Como se costuma dizer: à terceira é de vez e por isso assumo um prazer culpado, que pode gerar controvérsia. Hoje apresento-vos o “estranho caso dos Nickelback”.

Só o facto de ter escrito o nome do grupo canadiano, consegui sentir uns suores frios. Não me perguntem como é que consigo reconhecer isso. Apenas digo que cada um de nós tem uma “força” (ou pelo menos quero acreditar que sim)

“A sério que gostas desses badamecos? É mesmo um prazer culpado? Aposto que estás a fazer clickbait! Dislike!”

Vou ser franco: nunca entendi o ódio pelos Nickelback. Tudo bem que são uma banda comercial e que não contribuíram em nada para prestigiar o rock, mas merecem o apredejamento que tiveram?

Não estou a exagerar. Em 2002, os Nickelback, no extinto festival Ilha do Ermal, foram corridos de palco pela plateia. Os cerca de 10 mil espetadores não estavam com disposição de ouvir a banda de «How You Remind Me» e por isso atiraram pedras e garrafas para mostrar o seu desagrado.

O vocalista Chad Kroeger, irritado com a situação, fez um ultimato: “Querem ouvir rock n roll ou querem ir para casa?” A resposta veio com uma garrafa arremessada junto da cabeça do músico.
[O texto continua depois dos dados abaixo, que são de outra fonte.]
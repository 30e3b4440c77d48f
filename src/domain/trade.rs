//! Closed trades as reported in the performance summary.

use chrono::{DateTime, Utc};
use serde::{Deserialize, Serialize};

use super::error::VizError;
use super::performance::parse_decimal;
use super::timeline::parse_timestamp;

/// A trade exactly as the engine wrote it. Decimal fields are strings.
#[derive(Debug, Clone, PartialEq, Serialize, Deserialize)]
pub struct TradeRecord {
    pub trade_id: String,
    #[serde(default)]
    pub strategy_id: String,
    pub symbol: String,
    pub side: String,
    pub entry_timestamp: String,
    pub exit_timestamp: String,
    pub entry_price: String,
    pub exit_price: String,
    pub quantity: String,
    pub realized_pnl: String,
    pub realized_pnl_pct: String,
    pub duration_days: i64,
    #[serde(default)]
    pub commission: Option<String>,
}

/// Numeric view of a [`TradeRecord`] for tabular display.
#[derive(Debug, Clone, PartialEq, Serialize)]
pub struct TradeRow {
    pub trade_id: String,
    pub symbol: String,
    pub side: String,
    pub entry: DateTime<Utc>,
    pub exit: DateTime<Utc>,
    pub entry_price: f64,
    pub exit_price: f64,
    pub quantity: f64,
    pub pnl: f64,
    pub pnl_pct: f64,
    pub duration_days: i64,
}

impl TradeRow {
    pub fn is_win(&self) -> bool {
        self.pnl >= 0.0
    }
}

fn parse_instant(field: &str, value: &str) -> Result<DateTime<Utc>, VizError> {
    parse_timestamp(value).ok_or_else(|| VizError::metric(field, value))
}

impl TryFrom<&TradeRecord> for TradeRow {
    type Error = VizError;

    fn try_from(t: &TradeRecord) -> Result<Self, Self::Error> {
        Ok(TradeRow {
            trade_id: t.trade_id.clone(),
            symbol: t.symbol.clone(),
            side: t.side.clone(),
            entry: parse_instant("entry_timestamp", &t.entry_timestamp)?,
            exit: parse_instant("exit_timestamp", &t.exit_timestamp)?,
            entry_price: parse_decimal("entry_price", &t.entry_price)?,
            exit_price: parse_decimal("exit_price", &t.exit_price)?,
            quantity: parse_decimal("quantity", &t.quantity)?,
            pnl: parse_decimal("realized_pnl", &t.realized_pnl)?,
            pnl_pct: parse_decimal("realized_pnl_pct", &t.realized_pnl_pct)?,
            duration_days: t.duration_days,
        })
    }
}

/// Format every trade; the first unparseable field fails the whole call.
pub fn format_trades(trades: &[TradeRecord]) -> Result<Vec<TradeRow>, VizError> {
    trades.iter().map(TradeRow::try_from).collect()
}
Seguiu-se um seco “See ya!” com direito a um pirete naquele o que acabou por ser o único concerto em terras portuguesas.

Relembro que tinha 10 anos em 2002 e por isso o episódio dos Nickelback passou-me completamente ao lado. Tenho ideia de alguém me contar o incidente durante um dos meus intervalos das aulas no liceu, mas nunca acreditei verdadeiramente. Pensei que fosse um mito urbano. Daqueles sem piada. (podem recordar um deles aqui).

Mas vamos contextualizar um pouco. Uns anos depois do acontecimento na Ilha do Ermal,  estava a aprender o que era rock. Nessa aprendizagem a rádio teve um papel crucial nessa descoberta. Apenas ouvia uma: a Best Rock FM.

A música que passava era absorvida e a estação servia-me como guia das “coisas fixes” para se ouvir. Descobri música portuguesa (Ezspecial, Squeeze These Please, Fonzie, Gomo) e estrangeira (The Rasmus, Linkin Park, Sum 41, Keane), mas havia uma banda que era sinómino da Best Rock: os Nickelback.

Para mim, Best Rock FM e Nickelback eram indissociáveis. Sempre que ligava a rádio, juro que estava sempre a passar qualquer coisa deles. «Too Bad», «Someday», «Rockstar», «Far Away» e claro «How You Remind Me».

Lembro-me de pensar mais que uma vez: “fogo esta malta quando der um concerto em Portugal deve ter uma casa cheia!”. Meu Deus! Quão errado estava!

Seremos “fake haters”?

O ódio pelos Nickelback é universal. Hoje em dia, pode-se dizer que viraram um “meme” na internet. Só os americanos rednecks (ditos saloios) e os canadianos é que gostam deles. Aliás pode ser considerado um insulto: “Tu não prestas! Gostas de Nickelback”.

Há quem diga que Chad Kroeger é o irmão perdido de Nicholas Cage. Seres fã dele implica descredibilizar o teu gosto musical e por aí fora.

Mas a verdade é esta: Nickelback, goste-se ou não, vendem… e muito.

Estima-se que venderam mais de 50 milhões de álbuns em todo o mundo. Têm nove discos editados e o último foi lançado no ano passado. Ou seja, ainda existe público que os quer ouvir, que compra os discos e sobretudo ainda pagam bilhete para vê-los ao vivo.

A verdade é esta: apesar do ódio demonstrado na Ilha do Ermal, posso dizer que já apanhei mais de que uma vez Nickelback nesta semana no FM do carro. Ouvi na Rádio Comercial, nos mesmos corredores onde eram os estúdios da Best Rock. Será o fantasma do tempo passado?

Sou capaz de cantarolar um tema ou outro quando passa numa emissão, porque é a único momento que faço questão de ouvir.

Não vou mentir, o grupo, por vezes, irritava-me porque estavam constantemente na playlist mas olhando para trás, consigo admitir que tenho um carinho especial pelos Nickelback. Porquê? É simples: fazem-me recordar de um tempo em que ouvir rádio representava uma porta aberta para descobrir novas bandas.

Por isso coloco a questão: seremos fake haters de Nickelback?